As per WHO Guideline, “Good Chromatographic Practices (GCP) document provides information on good practices to be considered in the analysis of samples when chromatographic methods and systems are used. The principles should be applied in the analysis of, for example, raw materials, starting materials, intermediates, in-process materials and finished products.”

It is necessary to ensure that the data collected adheres to ALCOA+ principles due to the importance of the results obtained through chromatography. (i.e. attributable, legible, contemporaneous, original and accurate).

Good Chromatography Practices (GCP)

Good Chromatographic Practices (GCP) Consist of following but not to limited topics:

  1. Method Development:
    • Proper method development is essential to ensure accurate and precise results.
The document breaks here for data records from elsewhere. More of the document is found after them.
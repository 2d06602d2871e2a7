//! Application state for the TUI.

use std::time::{Duration, Instant};

use crate::snapshot::DashboardSnapshot;

/// How long an error message stays in the status bar.
const ERROR_DISPLAY_SECS: u64 = 8;

/// Central application state container.
pub struct App {
    /// List of available tabs.
    pub tabs: Vec<Tab>,
    /// Index of the currently active tab.
    pub active_tab: usize,

    /// Last successfully built snapshot. Kept on screen when a later
    /// refresh fails.
    pub snapshot: Option<DashboardSnapshot>,
    /// Whether a refresh is currently in flight.
    pub refresh_state: RefreshState,
    /// When the current snapshot arrived.
    pub last_updated: Option<Instant>,
    /// How many ranking cards to show.
    pub top_n: usize,

    /// Error message to display (clears after timeout).
    pub error_message: Option<ErrorDisplay>,
    /// Flag to signal application should quit.
    pub should_quit: bool,
}

impl App {
    /// Creates a new App instance with default state.
    pub fn new(top_n: usize) -> Self {
        Self {
            tabs: vec![Tab::Silver, Tab::Ranking],
            active_tab: 0,
            snapshot: None,
            refresh_state: RefreshState::Refreshing,
            last_updated: None,
            top_n,
            error_message: None,
            should_quit: false,
        }
    }

    /// Returns the currently active tab.
    pub fn current_tab(&self) -> &Tab {
        &self.tabs[self.active_tab]
    }

    /// Switches to the next tab.
    pub fn next_tab(&mut self) {
        if !self.tabs.is_empty() {
            self.active_tab = (self.active_tab + 1) % self.tabs.len();
        }
    }

    /// Switches to the previous tab.
    pub fn previous_tab(&mut self) {
        if !self.tabs.is_empty() {
            self.active_tab = self
                .active_tab
                .checked_sub(1)
                .unwrap_or(self.tabs.len() - 1);
        }
    }

    /// Jumps to the 1-based tab number shown in the header. Out-of-range
    /// numbers are ignored.
    pub fn select_tab(&mut self, number: usize) {
        if (1..=self.tabs.len()).contains(&number) {
            self.active_tab = number - 1;
        }
    }

    /// Installs a fresh snapshot.
    pub fn apply_snapshot(&mut self, snapshot: DashboardSnapshot) {
        self.snapshot = Some(snapshot);
        self.refresh_state = RefreshState::Idle;
        self.last_updated = Some(Instant::now());
    }

    /// Sets an error message to display.
    pub fn show_error(&mut self, message: impl Into<String>) {
        self.error_message = Some(ErrorDisplay {
            message: message.into(),
            timestamp: Instant::now(),
        });
    }

    /// Clears error messages older than the display timeout.
    pub fn clear_stale_errors(&mut self) {
        if let Some(ref error) = self.error_message
            && error.timestamp.elapsed() > Duration::from_secs(ERROR_DISPLAY_SECS)
        {
            self.error_message = None;
        }
    }
}

/// Tab types in the application.
#[derive(Clone, Copy, Debug, PartialEq, Eq)]
pub enum Tab {
    /// Silver futures overview with the closing-price chart.
    Silver,
    /// KOSDAQ watchlist volume ranking.
    Ranking,
}

impl Tab {
    /// Returns the display title for the tab.
    pub fn title(&self) -> &'static str {
        match self {
            Tab::Silver => "Silver",
            Tab::Ranking => "Ranking",
        }
    }
}

/// Whether a snapshot refresh is in flight.
#[derive(Clone, Copy, Debug, Default, PartialEq, Eq)]
pub enum RefreshState {
    #[default]
    Idle,
    Refreshing,
}

impl RefreshState {
    /// Returns a display string for the state.
    pub fn label(&self) -> &'static str {
        match self {
            RefreshState::Idle => "Live",
            RefreshState::Refreshing => "Refreshing...",
        }
    }
}

/// Error message with timestamp for auto-clear.
#[derive(Clone, Debug)]
pub struct ErrorDisplay {
    /// The error message.
    pub message: String,
    /// When the error was shown.
    pub timestamp: Instant,
}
It involves selecting the appropriate stationary and mobile phases, optimizing the gradient conditions, and selecting the appropriate detection method.
    • Method development should also take into consideration the properties of the sample being analysed, such as its solubility, stability, and concentration range.
    • Particular SOP should be followed for Method Development of Analytical Process.
    • HPLC chromatography or GC chromatography should be well developed.
  2. System Suitability Testing:
    • System suitability tests are performed to verify that the chromatographic system is working properly and that the separation is efficient and reliable.
    • The tests include parameters such as retention time, resolution, peak symmetry, and column efficiency.
    • These tests should be performed before the analysis of the samples to ensure that the results are accurate and reliable.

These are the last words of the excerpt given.